Aziz dava arkadaşlarım, ülküdaşlarım, yiğit Alperenler,

Ömrünü, aziz Türk milletine, Nizam-ı Âlem ülküsüne vakfetmiş, milletin davasına adanmış bir ömür ile milletin adamı, şehit lider Muhsin Yazıcıoğlu, 68 yaşında. 

Biz Allah yolunda, Kur’an yolunda, millet yolunda şehit düşen Muhsin Başkan’la beraber olduk. İyi ki onun gibi yiğit bir liderle, yol ve dava arkadaşı olmuşuz. Ne mutlu bizlere…

Milletin adamı şehit liderimiz  Muhsin Yazıcıoğlu’nun yokluğu, derinden hissediliyor. Şehadetinden bugüne 13 yıl, 9 ay, 6 gün geçti. Toplam 5030 gün geçti. Acımız, hala dipdiri. Hüznümüz, devam ediyor. Türkiye, yiğit dava adamını, Muhsin Yazıcıoğlu’nu arıyor.

Zor zamanlardan geçiyoruz. Sıkıntılı ve bunalımlı günlerdeyiz.
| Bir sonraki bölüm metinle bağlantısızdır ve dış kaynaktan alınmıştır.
mod list;
mod write;

pub use list::TransactionListFilter;
pub mod node_addr;
pub mod logical_addr;
pub mod packet;
pub mod address_book;
pub mod reliability;
pub mod dispatcher;
pub mod engine;
pub mod handler;
pub mod transport;
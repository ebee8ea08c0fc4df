//! Utilities for testing code that uses the protocol engine. They are used for the crate's own
//!  tests, and they are exported for application testing as well, which is why they are part
//!  of the crate's regular (non-#[cfg(test)]) code.

pub mod node;
pub mod transport;
pub mod handler;
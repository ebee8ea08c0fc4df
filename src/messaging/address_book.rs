use rustc_hash::FxHashMap;
use tracing::{debug, trace};

use crate::messaging::logical_addr::LogicalAddr;
use crate::messaging::node_addr::NodeAddr;

/// The leader's routing table from logical addresses to the nodes that own them. It is populated
///  exclusively from announcements, and the most recent announcement wins - node departure is
///  not modelled, so entries are never removed.
#[derive(Debug, Default)]
pub struct AddressBook {
    owners: FxHashMap<LogicalAddr, NodeAddr>,
}

impl AddressBook {
    pub fn new() -> AddressBook {
        Default::default()
    }

    /// returns the previous owner, if any
    pub fn register(&mut self, logical_addr: LogicalAddr, owner: NodeAddr) -> Option<NodeAddr> {
        if logical_addr.is_reserved() {
            debug!(?owner, "ignoring registration of the reserved announcement address");
            return None;
        }

        let prev = self.owners.insert(logical_addr, owner);
        match prev {
            Some(prev) if prev != owner => debug!(?logical_addr, ?prev, ?owner, "logical address changed owner"),
            Some(_) => trace!(?logical_addr, ?owner, "logical address re-registered"),
            None => debug!(?logical_addr, ?owner, "logical address registered"),
        }
        prev
    }

    pub fn lookup(&self, logical_addr: LogicalAddr) -> Option<NodeAddr> {
        self.owners.get(&logical_addr).copied()
    }

    pub fn len(&self) -> usize {
        self.owners.len()
    }

    pub fn is_empty(&self) -> bool {
        self.owners.is_empty()
    }

    /// all entries, sorted by logical address
    pub fn entries(&self) -> Vec<(LogicalAddr, NodeAddr)> {
        let mut result = self.owners.iter()
            .map(|(&l, &n)| (l, n))
            .collect::<Vec<_>>();
        result.sort();
        result
    }
}

#[cfg(test)]
mod tests {
    use super::*;
    use crate::test_util::node::test_node_addr_from_number;

    #[test]
    fn test_lookup_unknown() {
        let book = AddressBook::new();
        assert_eq!(book.lookup(LogicalAddr::new(1, 1)), None);
        assert!(book.is_empty());
    }

    #[test]
    fn test_register_last_write_wins() {
        let mut book = AddressBook::new();
        let addr = LogicalAddr::new(0x0010, 2);

        assert_eq!(book.register(addr, test_node_addr_from_number(1)), None);
        assert_eq!(book.lookup(addr), Some(test_node_addr_from_number(1)));

        assert_eq!(book.register(addr, test_node_addr_from_number(2)), Some(test_node_addr_from_number(1)));
        assert_eq!(book.lookup(addr), Some(test_node_addr_from_number(2)));
        assert_eq!(book.len(), 1);
    }

    #[test]
    fn test_instances_are_distinct() {
        let mut book = AddressBook::new();
        book.register(LogicalAddr::new(0x0010, 2), test_node_addr_from_number(1));
        book.register(LogicalAddr::new(0x0010, 5), test_node_addr_from_number(2));

        assert_eq!(book.lookup(LogicalAddr::new(0x0010, 2)), Some(test_node_addr_from_number(1)));
        assert_eq!(book.lookup(LogicalAddr::new(0x0010, 5)), Some(test_node_addr_from_number(2)));
        assert_eq!(book.lookup(LogicalAddr::new(0x0010, 3)), None);
    }

    #[test]
    fn test_reserved_address_is_not_registered() {
        let mut book = AddressBook::new();
        assert_eq!(book.register(LogicalAddr::ANNOUNCEMENT, test_node_addr_from_number(1)), None);
        assert_eq!(book.lookup(LogicalAddr::ANNOUNCEMENT), None);
        assert!(book.is_empty());
    }

    #[test]
    fn test_entries_sorted() {
        let mut book = AddressBook::new();
        book.register(LogicalAddr::new(0x0020, 1), test_node_addr_from_number(3));
        book.register(LogicalAddr::new(0x0010, 5), test_node_addr_from_number(2));
        book.register(LogicalAddr::new(0x0010, 2), test_node_addr_from_number(1));

        assert_eq!(book.entries(), vec![
            (LogicalAddr::new(0x0010, 2), test_node_addr_from_number(1)),
            (LogicalAddr::new(0x0010, 5), test_node_addr_from_number(2)),
            (LogicalAddr::new(0x0020, 1), test_node_addr_from_number(3)),
        ]);
    }
}
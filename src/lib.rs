pub mod messaging;
pub mod config;
pub mod mapping;
pub mod console;
pub mod test_util;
Zor zamanlardan geçerken, millet önderlerine, gerçek devlet adamlarına ihtiyaç duyarız. Onlar, devlete, millete, vatana, sahip çıkmalarıyla, varlıklarıyla, duruşlarıyla, yol göstermeleriyle hep anılırlar ve aranırlar. İşte, milletin adamı, şehit lider Muhsin Yazıcıoğlu da onlardan biriydi. Milletin sevdiği, değer verdiği, güvendiği, bir siyaset adamıydı.
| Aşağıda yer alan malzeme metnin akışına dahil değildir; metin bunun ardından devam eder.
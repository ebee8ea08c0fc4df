use std::cell::RefCell;
use std::collections::VecDeque;
use std::io::{ErrorKind, Write};
use std::net::Ipv6Addr;
use std::time::Duration;

use anyhow::{bail, Context};
use rustc_hash::FxHashMap;
use tokio::net::UdpSocket;
use tokio::select;
use tokio::sync::mpsc;
use tokio::time::{self, Instant, MissedTickBehavior};
use tracing::{debug, error, info, trace, warn};

use crate::console::Console;
use crate::messaging::engine::ProtocolEngine;
use crate::messaging::node_addr::NodeAddr;
use crate::messaging::transport::{MeshTransport, Role};

/// Receive buffer size. A datagram that fills the buffer completely may have been truncated.
const RECV_BUFFER_SIZE: usize = 65_535;

/// upper bound for datagrams waiting for the socket to become writable
const MAX_QUEUED_DATAGRAMS: usize = 256;

#[derive(Debug, Clone)]
pub struct UdpTransportConfig {
    /// This node's address. It is bound locally and sent on the wire as the origin of all
    ///  packets, so it must be reachable by the other nodes.
    pub bind_addr: NodeAddr,
    /// All nodes of a mesh use the same port, so a [NodeAddr] is sufficient to reach a node.
    pub port: u16,
    pub role: Role,
    /// the leader's address, required for joiners
    pub leader: Option<NodeAddr>,
}

impl Default for UdpTransportConfig {
    fn default() -> Self {
        UdpTransportConfig {
            bind_addr: NodeAddr::from(Ipv6Addr::LOCALHOST),
            port: Self::DEFAULT_PORT,
            role: Role::Leader,
            leader: None,
        }
    }
}

impl UdpTransportConfig {
    pub const DEFAULT_PORT: u16 = 16_543;

    pub fn validate(&self) -> anyhow::Result<()> {
        if self.bind_addr == NodeAddr::UNSPECIFIED {
            bail!("bind address must be a concrete address since it is sent as the packets' origin");
        }
        if self.port == 0 {
            bail!("port must be configured explicitly since it is shared by all nodes");
        }
        match (self.role, self.leader) {
            (Role::Joiner, None) => bail!("a joiner requires the leader's address"),
            (Role::Joiner, Some(leader)) if leader == self.bind_addr => bail!("a joiner can not be its own leader"),
            (Role::Leader, Some(_)) => bail!("the leader must not have a leader address"),
            _ => Ok(()),
        }
    }
}

/// [MeshTransport] on top of a plain UDP socket. Sending never blocks: a datagram that does
///  not fit into the socket's send buffer is queued and sent by [MeshTransport::pump] once the
///  socket is writable again. Only a full queue or a socket error rejects a datagram.
///
/// This transport is meant to be driven from a single task, see [run_host].
pub struct UdpMeshTransport {
    config: UdpTransportConfig,
    socket: UdpSocket,
    queued: RefCell<VecDeque<(NodeAddr, Vec<u8>)>>,
    last_contact: RefCell<FxHashMap<NodeAddr, Instant>>,
}

impl UdpMeshTransport {
    pub async fn bind(config: UdpTransportConfig) -> anyhow::Result<UdpMeshTransport> {
        config.validate()?;

        let local = config.bind_addr.socket_addr(config.port);
        let socket = UdpSocket::bind(local).await
            .with_context(|| format!("binding UDP socket to {}", local))?;
        info!(?local, role = ?config.role, "bound mesh transport");

        Self::from_socket(config, socket).await
    }

    /// Waits for the socket's initial write readiness, so sending right after this returns
    ///  goes to the socket rather than to the queue.
    async fn from_socket(config: UdpTransportConfig, socket: UdpSocket) -> anyhow::Result<UdpMeshTransport> {
        socket.writable().await
            .context("waiting for the socket to become writable")?;

        Ok(UdpMeshTransport {
            config,
            socket,
            queued: Default::default(),
            last_contact: Default::default(),
        })
    }

    /// Receives the next complete datagram into `buf`, returning the sender and the datagram's
    ///  length. Datagrams that fill all of `buf` may be truncated, they are dropped.
    ///
    /// This is cancel safe.
    pub async fn recv(&self, buf: &mut [u8]) -> anyhow::Result<(NodeAddr, usize)> {
        loop {
            let (len, from) = self.socket.recv_from(buf).await?;
            let from = NodeAddr::from(from);
            if len >= buf.len() {
                warn!(?from, len, "received datagram does not fit into the receive buffer - dropping");
                continue;
            }
            trace!(?from, len, "received datagram");

            self.last_contact.borrow_mut().insert(from, Instant::now());
            return Ok((from, len));
        }
    }

    pub fn num_queued(&self) -> usize {
        self.queued.borrow().len()
    }

    /// sends queued datagrams in order until the socket would block
    fn flush_queued(&self) {
        let mut queued = self.queued.borrow_mut();
        while let Some((to, buf)) = queued.front() {
            match self.socket.try_send_to(buf, to.socket_addr(self.config.port)) {
                Ok(_) => {}
                Err(e) if e.kind() == ErrorKind::WouldBlock => return,
                Err(e) => warn!(?to, "error sending queued datagram - dropping: {}", e),
            }
            queued.pop_front();
        }
    }

    fn enqueue(&self, to: NodeAddr, buf: &[u8]) -> bool {
        let mut queued = self.queued.borrow_mut();
        if queued.len() >= MAX_QUEUED_DATAGRAMS {
            debug!(?to, "send queue is full - rejecting datagram");
            return false;
        }
        trace!(?to, "socket is not writable - queueing datagram");
        queued.push_back((to, buf.to_vec()));
        true
    }
}

impl MeshTransport for UdpMeshTransport {
    fn send_datagram(&self, to: NodeAddr, buf: &[u8]) -> bool {
        // preserve ordering behind datagrams that are still waiting
        if self.num_queued() > 0 {
            self.flush_queued();
            if self.num_queued() > 0 {
                return self.enqueue(to, buf);
            }
        }

        match self.socket.try_send_to(buf, to.socket_addr(self.config.port)) {
            Ok(_) => true,
            Err(e) if e.kind() == ErrorKind::WouldBlock => self.enqueue(to, buf),
            Err(e) => {
                debug!(?to, "error sending datagram: {}", e);
                false
            }
        }
    }

    fn role(&self) -> Role {
        self.config.role
    }

    fn own_addr(&self) -> NodeAddr {
        self.config.bind_addr
    }

    fn leader_addr(&self) -> Option<NodeAddr> {
        self.config.leader
    }

    fn last_contact(&self, addr: NodeAddr) -> Option<Instant> {
        self.last_contact.borrow().get(&addr).copied()
    }

    fn pump(&self) {
        self.flush_queued();
    }
}

/// Console input for [run_host]: commands arrive as lines, responses are written to `out`.
pub struct ConsoleIo<W: Write> {
    pub console: Console,
    pub commands: mpsc::Receiver<String>,
    pub out: W,
}

/// The host run loop: feeds received datagrams to the engine, calls `tick()` every
///  `tick_interval`, and executes console commands if there is a console. Everything happens
///  on the calling task, which serializes all access to the engine.
///
/// This returns only on a socket error.
pub async fn run_host<W: Write>(
    engine: &mut ProtocolEngine<UdpMeshTransport>,
    tick_interval: Duration,
    mut console: Option<ConsoleIo<W>>,
) -> anyhow::Result<()> {
    let mut buf = vec![0u8; RECV_BUFFER_SIZE];

    let mut ticks = time::interval(tick_interval);
    ticks.set_missed_tick_behavior(MissedTickBehavior::Delay);

    loop {
        select! {
            r = engine.transport().recv(&mut buf) => {
                match r {
                    Ok((from, len)) => {
                        engine.on_datagram(from, &buf[..len]);
                    }
                    Err(e) => {
                        error!(error = ?e, "error receiving from datagram socket");
                        return Err(e);
                    }
                }
            }
            _ = ticks.tick() => {
                engine.tick();
            }
            r = engine.transport().socket.writable(), if engine.transport().num_queued() > 0 => {
                match r {
                    Ok(()) => engine.transport().pump(),
                    Err(e) => {
                        error!(error = ?e, "error waiting for the datagram socket to become writable");
                        return Err(e.into());
                    }
                }
            }
            opt_line = next_command(&mut console), if console.is_some() => {
                match opt_line {
                    Some(line) => {
                        if let Some(io) = console.as_mut() {
                            for response in io.console.handle_line(&line, engine) {
                                if let Err(e) = writeln!(io.out, "{}", response) {
                                    warn!("error writing console response: {}", e);
                                }
                            }
                            if let Err(e) = io.out.flush() {
                                warn!("error flushing console output: {}", e);
                            }
                        }
                    }
                    None => {
                        debug!("console input closed");
                        console = None;
                    }
                }
            }
        }
    }
}

async fn next_command<W: Write>(console: &mut Option<ConsoleIo<W>>) -> Option<String> {
    console.as_mut()?.commands.recv().await
}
Ülkücü Hareket’in, Türk milliyetçiliğinin kutup yıldızı, şehit liderimiz Muhsin Yazıcıoğlu’nun yokluğu hem devlet nezdinde hem millet nezdinde derinden hissediliyor. Toplumun bütün kesimleri onu özlemle arıyor. Birleştirici, bütünleştirici, yol gösteren, sağduyulu, itidalli tavrıyla hep örnek olmuştur.
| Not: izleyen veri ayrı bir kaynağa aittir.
//! A line based command console for operating a leader node, e.g. from a host computer over a
//!  serial link or stdin. Each command is one line, and it is answered with one or more lines.
//!
//! ```ascii
//! GETTHINGS                                   list the address book
//! GETFILE,<name>                              dump a file from the console's file directory
//! SEND,<reliable>,<thing>,<id>,<action>[,<payload byte>...]
//! PACKETTEST                                  encode a sample packet and decode it again
//! ```
//!
//! Things and actions can be given as numbers or as names from the [NameRegistry]. Any other
//!  line is echoed.

use std::path::PathBuf;

use anyhow::{anyhow, bail};
use tokio::time::Instant;
use tracing::debug;

use crate::mapping::{parse_u8, NameRegistry};
use crate::messaging::engine::ProtocolEngine;
use crate::messaging::logical_addr::LogicalAddr;
use crate::messaging::node_addr::NodeAddr;
use crate::messaging::packet::{encode, Packet, PacketFlags};
use crate::messaging::transport::MeshTransport;

#[derive(Debug, Clone, Eq, PartialEq)]
pub enum Command {
    GetThings,
    GetFile(String),
    Send {
        reliable: bool,
        logical_addr: LogicalAddr,
        action: u8,
        payload: Vec<u8>,
    },
    PacketTest,
    Echo(String),
}

impl Command {
    pub fn parse(line: &str, registry: &NameRegistry) -> anyhow::Result<Command> {
        let line = line.trim();

        if line.eq_ignore_ascii_case("GETTHINGS") {
            return Ok(Command::GetThings);
        }
        if line.eq_ignore_ascii_case("PACKETTEST") {
            return Ok(Command::PacketTest);
        }
        if let Some(name) = line.strip_prefix("GETFILE,") {
            return Ok(Command::GetFile(name.trim().to_string()));
        }
        if let Some(args) = line.strip_prefix("SEND,") {
            return Self::parse_send(args, registry);
        }
        Ok(Command::Echo(line.to_string()))
    }

    fn parse_send(args: &str, registry: &NameRegistry) -> anyhow::Result<Command> {
        let parts = args.split(',').map(str::trim).collect::<Vec<_>>();
        if parts.len() < 4 {
            bail!("usage SEND,reliable,thing,id,action[,payload...]");
        }

        let reliable = match parts[0] {
            "1" | "true" => true,
            "0" | "false" => false,
            other => bail!("reliable must be 0 or 1, was '{}'", other),
        };
        let thing = registry.resolve_thing(parts[1])?;
        let instance_id = parse_u8(parts[2])?;
        let action = registry.resolve_action(thing, parts[3])?;
        let payload = parts[4..].iter()
            .map(|s| parse_u8(s))
            .collect::<anyhow::Result<Vec<_>>>()?;

        Ok(Command::Send {
            reliable,
            logical_addr: LogicalAddr::new(thing, instance_id),
            action,
            payload,
        })
    }
}

pub struct Console {
    registry: NameRegistry,
    file_dir: PathBuf,
}

impl Console {
    pub fn new(registry: NameRegistry, file_dir: impl Into<PathBuf>) -> Console {
        Console {
            registry,
            file_dir: file_dir.into(),
        }
    }

    pub fn registry(&self) -> &NameRegistry {
        &self.registry
    }

    /// executes a command line, returning the response lines
    pub fn handle_line<T: MeshTransport>(&self, line: &str, engine: &mut ProtocolEngine<T>) -> Vec<String> {
        debug!(line, "console command");

        match Command::parse(line, &self.registry) {
            Ok(Command::GetThings) => self.get_things(engine),
            Ok(Command::GetFile(name)) => self.get_file(&name),
            Ok(Command::Send { reliable, logical_addr, action, payload }) => {
                match engine.try_send(reliable, logical_addr, action, &payload) {
                    Ok(sequence) => vec![format!("SENT seq={}", sequence)],
                    Err(e) => vec![format!("ERROR: {}", e)],
                }
            }
            Ok(Command::PacketTest) => vec![Self::packet_test(engine.transport().own_addr())],
            Ok(Command::Echo(line)) => vec![format!("ECHO: {}", line)],
            Err(e) => vec![format!("ERROR: {}", e)],
        }
    }

    fn get_things<T: MeshTransport>(&self, engine: &ProtocolEngine<T>) -> Vec<String> {
        let now = Instant::now();

        let mut result = vec!["BEGIN_THINGS".to_string()];
        for (logical_addr, owner) in engine.address_book().entries() {
            let last_seen = match engine.transport().last_contact(owner) {
                Some(t) => format!("{} ms ago", now.saturating_duration_since(t).as_millis()),
                None => "never".to_string(),
            };
            result.push(format!("THING {}, owner={}, lastSeen={}", logical_addr, owner, last_seen));
        }
        result.push("END_THINGS".to_string());
        result
    }

    /// round trip of a sample packet through the codec
    fn packet_test(myself: NodeAddr) -> String {
        let raw = encode(PacketFlags::empty(), 0, LogicalAddr::new(0x1234, 1), 42, &[1, 2, 3], myself);
        match Packet::deser(&raw) {
            Ok(packet) => format!("origin={} thing={:04X} id={} action={} len={}",
                packet.origin, packet.logical_addr.thing, packet.logical_addr.instance_id, packet.action, packet.payload.len()),
            Err(e) => format!("ERROR: {}", e),
        }
    }

    fn get_file(&self, name: &str) -> Vec<String> {
        match self.read_file(name) {
            Ok(Some(content)) => {
                let mut result = vec![format!("BEGIN_FILE,{}", name)];
                result.extend(content.lines()
                    .map(str::trim)
                    .filter(|l| !l.is_empty())
                    .map(str::to_string));
                result.push(format!("END_FILE,{}", name));
                result
            }
            Ok(None) => vec![format!("ERROR: File {} not found", name)],
            Err(e) => vec![format!("ERROR: {}", e)],
        }
    }

    fn read_file(&self, name: &str) -> anyhow::Result<Option<String>> {
        if name.is_empty() || name == "." || name == ".." || name.contains(['/', '\\']) {
            return Err(anyhow!("invalid file name '{}'", name));
        }

        match std::fs::read_to_string(self.file_dir.join(name)) {
            Ok(content) => Ok(Some(content)),
            Err(e) if e.kind() == std::io::ErrorKind::NotFound => Ok(None),
            Err(e) => Err(e.into()),
        }
    }
}

#[cfg(test)]
mod tests {
    use super::*;
    use crate::config::EngineConfig;
    use crate::test_util::node::test_node_addr_from_number;
    use crate::test_util::transport::RecordingTransport;
    use rstest::rstest;
    use std::time::Duration;

    fn registry() -> NameRegistry {
        NameRegistry::from_csv("lamp,0x10", "lamp,on,1\nlamp,off,2", "")
    }

    #[rstest]
    #[case::get_things("GETTHINGS", Command::GetThings)]
    #[case::get_things_lower_case(" getthings ", Command::GetThings)]
    #[case::get_file("GETFILE,all_things.csv", Command::GetFile("all_things.csv".to_string()))]
    #[case::send_numeric("SEND,1,16,2,5,9", Command::Send { reliable: true, logical_addr: LogicalAddr::new(0x10, 2), action: 5, payload: vec![9] })]
    #[case::send_names("SEND,0,lamp,0x02,off", Command::Send { reliable: false, logical_addr: LogicalAddr::new(0x10, 2), action: 2, payload: vec![] })]
    #[case::send_payload("SEND,true,0x10,1,on,1,0x02,255", Command::Send { reliable: true, logical_addr: LogicalAddr::new(0x10, 1), action: 1, payload: vec![1, 2, 255] })]
    #[case::packet_test("PACKETTEST", Command::PacketTest)]
    #[case::echo("hello", Command::Echo("hello".to_string()))]
    #[case::send_without_comma("SEND", Command::Echo("SEND".to_string()))]
    fn test_parse(#[case] line: &str, #[case] expected: Command) {
        assert_eq!(Command::parse(line, &registry()).unwrap(), expected);
    }

    #[rstest]
    #[case::too_few_args("SEND,1,16,2")]
    #[case::bad_reliable("SEND,yes,16,2,5")]
    #[case::unknown_thing("SEND,1,fridge,2,5")]
    #[case::unknown_action("SEND,1,lamp,2,blink")]
    #[case::instance_out_of_range("SEND,1,16,256,5")]
    #[case::payload_out_of_range("SEND,1,16,2,5,300")]
    fn test_parse_invalid(#[case] line: &str) {
        assert!(Command::parse(line, &registry()).is_err());
    }

    fn leader_engine() -> ProtocolEngine<RecordingTransport> {
        ProtocolEngine::new(RecordingTransport::leader(test_node_addr_from_number(1)), EngineConfig::default()).unwrap()
    }

    fn announce(engine: &mut ProtocolEngine<RecordingTransport>, joiner: u16, identities: &[LogicalAddr]) {
        let mut payload = Vec::new();
        LogicalAddr::ser_announcement(identities, &mut payload);
        let raw = encode(PacketFlags::RELIABLE, 1, LogicalAddr::ANNOUNCEMENT, 0xFF, &payload, test_node_addr_from_number(joiner));
        engine.on_datagram(test_node_addr_from_number(joiner), &raw);
    }

    #[tokio::test(start_paused = true)]
    async fn test_get_things() {
        let mut engine = leader_engine();
        announce(&mut engine, 2, &[LogicalAddr::new(0x10, 2)]);
        announce(&mut engine, 3, &[LogicalAddr::new(0x0A, 1)]);
        engine.transport().record_contact(test_node_addr_from_number(2), Instant::now());
        tokio::time::advance(Duration::from_millis(150)).await;

        let console = Console::new(registry(), std::env::temp_dir());
        assert_eq!(console.handle_line("GETTHINGS", &mut engine), vec![
            "BEGIN_THINGS".to_string(),
            "THING 000A:1, owner=fd00::3, lastSeen=never".to_string(),
            "THING 0010:2, owner=fd00::2, lastSeen=150 ms ago".to_string(),
            "END_THINGS".to_string(),
        ]);
    }

    #[tokio::test(start_paused = true)]
    async fn test_send() {
        let mut engine = leader_engine();
        announce(&mut engine, 2, &[LogicalAddr::new(0x10, 2)]);
        let console = Console::new(registry(), std::env::temp_dir());

        assert_eq!(console.handle_line("SEND,1,lamp,2,on,9", &mut engine), vec!["SENT seq=1".to_string()]);
        assert_eq!(console.handle_line("SEND,0,lamp,2,off", &mut engine), vec!["SENT seq=0".to_string()]);
        assert_eq!(console.handle_line("SEND,0,lamp,3,off", &mut engine), vec!["ERROR: no owner is known for the logical address".to_string()]);
        assert_eq!(console.handle_line("SEND,0,0xFFFF,255,1", &mut engine), vec!["ERROR: the announcement address is reserved".to_string()]);

        let sent = engine.transport().sent_packets();
        assert_eq!(sent.len(), 2);
        assert_eq!(sent[0].0, test_node_addr_from_number(2));
        assert_eq!(sent[0].1.action, 1);
        assert_eq!(sent[0].1.payload.as_ref(), &[9]);
        assert_eq!(engine.num_pending(), 1);
    }

    #[test]
    fn test_echo() {
        let mut engine = leader_engine();
        let console = Console::new(registry(), std::env::temp_dir());
        assert_eq!(console.handle_line("PING", &mut engine), vec!["ECHO: PING".to_string()]);
    }

    #[test]
    fn test_packet_test() {
        let mut engine = leader_engine();
        let console = Console::new(registry(), std::env::temp_dir());
        assert_eq!(console.handle_line("PACKETTEST", &mut engine), vec!["origin=fd00::1 thing=1234 id=1 action=42 len=3".to_string()]);
    }

    #[test]
    fn test_get_file() {
        let dir = std::env::temp_dir().join(format!("beeton-console-test-{}", std::process::id()));
        std::fs::create_dir_all(&dir).unwrap();
        std::fs::write(dir.join("notes.csv"), "a,1\n\n  b,2  \n").unwrap();

        let mut engine = leader_engine();
        let console = Console::new(registry(), &dir);
        let found = console.handle_line("GETFILE,notes.csv", &mut engine);
        let missing = console.handle_line("GETFILE,other.csv", &mut engine);
        let escaping = console.handle_line("GETFILE,../notes.csv", &mut engine);
        std::fs::remove_dir_all(&dir).unwrap();

        assert_eq!(found, vec![
            "BEGIN_FILE,notes.csv".to_string(),
            "a,1".to_string(),
            "b,2".to_string(),
            "END_FILE,notes.csv".to_string(),
        ]);
        assert_eq!(missing, vec!["ERROR: File other.csv not found".to_string()]);
        assert_eq!(escaping, vec!["ERROR: invalid file name '../notes.csv'".to_string()]);
    }
}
Ömrünün her aşamasında ihlas ve istikamet üzerinde olan, cennet mekân Muhsin Başkan, kadirşinas Türk milletinin gönlünde taht kurdu. Manevi rütbeler aldı. Aziz Türk milleti, şehit Muhsin Başkan’ı zahiren Tacettin Dergahı’na, manen kendi yüreğine gömdü. 

Ülkücülerin hikayesi bitmez. Bu hikaye burada bitmez. Muhsin Başkanımızın yarım kalan hikayesini inşallah Türkiye’nin geleceği ve teminatı olan Türk gençliği tamamlayacaktır. Muhsin Başkan’ın hikayesi hikayemiz, hayalleri hayallerimizdir.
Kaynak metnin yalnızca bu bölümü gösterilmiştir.